Saturday, October 12, 2002

So That's What It's Like!

I've never done needle drugs. I flat out refuse to even try heroin, and I don't think anybody does morphine or the old ten per cent. cocaine, a la Sherlock Holmes, these days.
Having never been in the hospital, I've only had needle in veins taking out blood when I go to the Red Cross. What I did today was tecnhically selling plasma, not whole blood. They drew out the whole blood, spun it around to remove the thrombocytes (big word for today! = red blood cells) then reinjected the blood cells. At the very end, to help rehydrate me, the pumped in a saline solution. Man, it was cold. It felt so weird going up my veins. I wondered if that's what it like when you first inject yourself.

Feeling all swell, I went to the record store for the first time in six or seven weeks. I couldn't/didn't buy anything, but I did see Bob, the owner. I was disappointed not to see Neil, the Recordshop Boy (but wait, there's more!*). I nosed around, not seeing new Reindeer Section or Irving. Or Snow Patrol or Les Hommes. They did have The Mercury Program, which is tonal RPM/jazz of the same stripe as Les Hommes, and something I'm into right now, as I am with electronica in general.
I also saw If You're Feeling Sinister on vinyl. Wow, oh Wow! I said as much to Bob.

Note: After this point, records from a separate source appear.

// src/store/memory.rs

use std::collections::HashMap;

use async_trait::async_trait;
use chrono::Utc;
use sqlx::types::Json;
use tokio::sync::RwLock;

use crate::{
    models::{
        creator::Creator,
        quiz::{Question, Quiz, QuizDraft, QuizSummary},
        submission::{AttemptSummary, LeaderboardEntry},
    },
    store::{QuizStore, StoreError},
};

#[derive(Default)]
struct Inner {
    quizzes: HashMap<String, Quiz>,
    attempts: Vec<AttemptSummary>,
    creators: Vec<Creator>,
    next_quiz_id: i64,
}

/// In-memory fake of the quiz database.
#[derive(Default)]
pub struct MemoryStore {
    inner: RwLock<Inner>,
}

impl MemoryStore {
    pub fn new() -> Self {
        Self::default()
    }

    /// Store pre-seeded with quizzes, keyed by their codes.
    pub fn with_quizzes(quizzes: Vec<Quiz>) -> Self {
        let next_quiz_id = quizzes.iter().map(|q| q.id).max().unwrap_or(0);
        let quizzes = quizzes.into_iter().map(|q| (q.code.clone(), q)).collect();
        Self {
            inner: RwLock::new(Inner {
                quizzes,
                next_quiz_id,
                ..Inner::default()
            }),
        }
    }

    /// Every recorded attempt, in submission order.
    pub async fn attempts(&self) -> Vec<AttemptSummary> {
        self.inner.read().await.attempts.clone()
    }
}

#[async_trait]
impl QuizStore for MemoryStore {
    async fn find_quiz_by_code(&self, code: &str) -> Result<Option<Quiz>, StoreError> {
        Ok(self.inner.read().await.quizzes.get(code).cloned())
    }

    async fn record_attempt(&self, summary: &AttemptSummary) -> Result<(), StoreError> {
        self.inner.write().await.attempts.push(summary.clone());
        Ok(())
    }

    async fn insert_quiz(
        &self,
        owner_id: i64,
        code: &str,
        draft: &QuizDraft,
    ) -> Result<Quiz, StoreError> {
        let mut inner = self.inner.write().await;

        if inner.quizzes.contains_key(code) {
            return Err(StoreError::DuplicateCode(code.to_string()));
        }

        inner.next_quiz_id += 1;
        let quiz = Quiz {
            id: inner.next_quiz_id,
            code: code.to_string(),
            title: draft.title.clone(),
            description: draft.description.clone(),
            time_limit_secs: draft.time_limit_secs,
            questions: Json(draft.questions.iter().cloned().map(Question::from).collect()),
            is_active: true,
            ends_at: draft.ends_at,
            owner_id,
            created_at: Some(Utc::now()),
        };
        inner.quizzes.insert(quiz.code.clone(), quiz.clone());

        Ok(quiz)
    }

    async fn list_submissions(&self, code: &str) -> Result<Vec<LeaderboardEntry>, StoreError> {
        let inner = self.inner.read().await;

        let mut entries: Vec<LeaderboardEntry> = inner
            .attempts
            .iter()
            .filter(|a| a.quiz_code == code)
            .map(LeaderboardEntry::from)
            .collect();
        entries.sort_by(|a, b| {
            b.score
                .cmp(&a.score)
                .then_with(|| a.submitted_at.cmp(&b.submitted_at))
        });

        Ok(entries)
    }

    async fn list_quizzes_by_owner(&self, owner_id: i64) -> Result<Vec<QuizSummary>, StoreError> {
        let inner = self.inner.read().await;

        let mut quizzes: Vec<&Quiz> = inner
            .quizzes
            .values()
            .filter(|q| q.owner_id == owner_id)
            .collect();
        quizzes.sort_by(|a, b| b.id.cmp(&a.id));

        Ok(quizzes.into_iter().map(QuizSummary::from).collect())
    }

    async fn set_quiz_active(
        &self,
        code: &str,
        owner_id: i64,
        is_active: bool,
    ) -> Result<bool, StoreError> {
        let mut inner = self.inner.write().await;

        match inner.quizzes.get_mut(code) {
            Some(quiz) if quiz.owner_id == owner_id => {
                quiz.is_active = is_active;
                Ok(true)
            }
            _ => Ok(false),
        }
    }

    async fn create_creator(
        &self,
        username: &str,
        password_hash: &str,
    ) -> Result<Creator, StoreError> {
        let mut inner = self.inner.write().await;

        if inner.creators.iter().any(|c| c.username == username) {
            return Err(StoreError::Conflict(format!(
                "Username '{}' already exists",
                username
            )));
        }

        let creator = Creator {
            id: inner.creators.len() as i64 + 1,
            username: username.to_string(),
            password: password_hash.to_string(),
            created_at: Some(Utc::now()),
        };
        inner.creators.push(creator.clone());

        Ok(creator)
    }

    async fn find_creator_by_username(
        &self,
        username: &str,
    ) -> Result<Option<Creator>, StoreError> {
        Ok(self
            .inner
            .read()
            .await
            .creators
            .iter()
            .find(|c| c.username == username)
            .cloned())
    }
}
// src/session/events.rs

use std::sync::{Mutex, PoisonError};

use chrono::{DateTime, Utc};
use serde::Serialize;

use crate::{models::submission::SubmitTrigger, session::controller::SessionState};

/// Hooks the presentation layer subscribes to.
/// Every method has a no-op default so observers pick what they need.
pub trait SessionObserver: Send + Sync {
    fn on_warning(&self, _message: &str) {}

    fn on_forced_submit(&self, _trigger: SubmitTrigger) {}

    fn on_state_change(&self, _from: SessionState, _to: SessionState) {}
}

/// Observer that ignores everything.
#[derive(Debug, Default, Clone, Copy)]
pub struct NoopObserver;

impl SessionObserver for NoopObserver {}

/// One recorded observer callback.
#[derive(Debug, Clone, PartialEq, Eq, Serialize)]
#[serde(tag = "type", rename_all = "snake_case")]
pub enum SessionEventKind {
    Warning { message: String },
    ForcedSubmit { trigger: SubmitTrigger },
    StateChange { from: SessionState, to: SessionState },
}

#[derive(Debug, Clone, Serialize)]
pub struct SessionEvent {
    /// Position in the log, starting at 0. Clients poll with `?since=`.
    pub seq: usize,
    #[serde(flatten)]
    pub kind: SessionEventKind,
    pub at: DateTime<Utc>,
}

/// Observer that keeps every event for polling and mirrors them to the log.
#[derive(Debug, Default)]
pub struct EventLog {
    label: String,
    events: Mutex<Vec<SessionEvent>>,
}

impl EventLog {
    pub fn new(label: impl Into<String>) -> Self {
        Self {
            label: label.into(),
            events: Mutex::new(Vec::new()),
        }
    }

    /// Events with `seq >= since`.
    pub fn since(&self, since: usize) -> Vec<SessionEvent> {
        let events = self.events.lock().unwrap_or_else(PoisonError::into_inner);
        events.iter().skip(since).cloned().collect()
    }

    pub fn kinds(&self) -> Vec<SessionEventKind> {
        self.since(0).into_iter().map(|e| e.kind).collect()
    }

    fn push(&self, kind: SessionEventKind) {
        let mut events = self.events.lock().unwrap_or_else(PoisonError::into_inner);
        let seq = events.len();
        events.push(SessionEvent {
            seq,
            kind,
            at: Utc::now(),
        });
    }
}

impl SessionObserver for EventLog {
    fn on_warning(&self, message: &str) {
        tracing::warn!(session = %self.label, "Warning raised: {}", message);
        self.push(SessionEventKind::Warning {
            message: message.to_string(),
        });
    }

    fn on_forced_submit(&self, trigger: SubmitTrigger) {
        tracing::warn!(
            session = %self.label,
            trigger = trigger.as_str(),
            "Forced submit initiated"
        );
        self.push(SessionEventKind::ForcedSubmit { trigger });
    }

    fn on_state_change(&self, from: SessionState, to: SessionState) {
        tracing::info!(session = %self.label, "Session state {:?} -> {:?}", from, to);
        self.push(SessionEventKind::StateChange { from, to });
    }
}
// src/utils/password.rs

use argon2::{
    Argon2,
    password_hash::{PasswordHash, PasswordHasher, PasswordVerifier, SaltString, rand_core::OsRng},
};

use crate::error::AppError;

/// Argon2id hash (PHC string) of a creator password, with a fresh random salt.
pub fn hash_password(password: &str) -> Result<String, AppError> {
    let salt = SaltString::generate(&mut OsRng);

    Argon2::default()
        .hash_password(password.as_bytes(), &salt)
        .map(|hash| hash.to_string())
        .map_err(|e| AppError::InternalServerError(format!("Password hashing failed: {}", e)))
}

/// Checks a password against a stored PHC string.
/// A malformed stored hash is a server fault, a mismatch is just `false`.
pub fn verify_password(password: &str, stored: &str) -> Result<bool, AppError> {
    let parsed = PasswordHash::new(stored)
        .map_err(|e| AppError::InternalServerError(format!("Stored hash is invalid: {}", e)))?;

    Ok(Argon2::default()
        .verify_password(password.as_bytes(), &parsed)
        .is_ok())
}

Well, I say, said, it was really more of an ill-disguised orgasmic moan.
Bob cocked his head to one side and said that he was surprised I didn't already have it. "I mean, of all people in Chapel Hill not to have it..."
I just sort of stared at it in frustrated desire for a long time.
I did notice the Dr. Who named bands... Dalek (quite popular now, and just did a show hereabouts... I think I mentioned seeing their flyer), from the Daleks, the little pepper shaker-shaped pots o' evil that have plagued the Doctor since the second episode in 1963, and progenitors of a Beatle-level craze in 1960s Britian (Yes, really. It was called Dakemania) and Sutekh. Sutekh is much more obscure, and was the all-powerful god trapped on Mars in The Pyramids of Mars, probably my favourite ever story. They play hardcore electonica.

*As I was driving home after CD Alley, I was singing very loudly to 'Heart of Glass.' My car's air conditioning doesn't work, so my window was down. At a stoplight, I heard somebody sniggering. It was Neil on his way to work. And man, he knew exactly who I was.
No attempt to even try to play it cool then.

BWWBR fell asleep last night looking up a number in the phone book. Literally. The phone in one hand, the book in his lap, he just passed out. It was quite funny. I thought about waking him up, but decided against it.
He did, however, know all the words to "Judy and the Dream of Horses."
Wow. I'm not even going to comment on that.

Friday, October 11, 2002

Sex is like blood...

My friend Nat, met on the street: *sees arm bandage* "Did you give blood today, man?"
me: "Man, why would I give it away when they pay cash money for that shit?"
Nat: *walks away, smiling* "You too much man, too damn much."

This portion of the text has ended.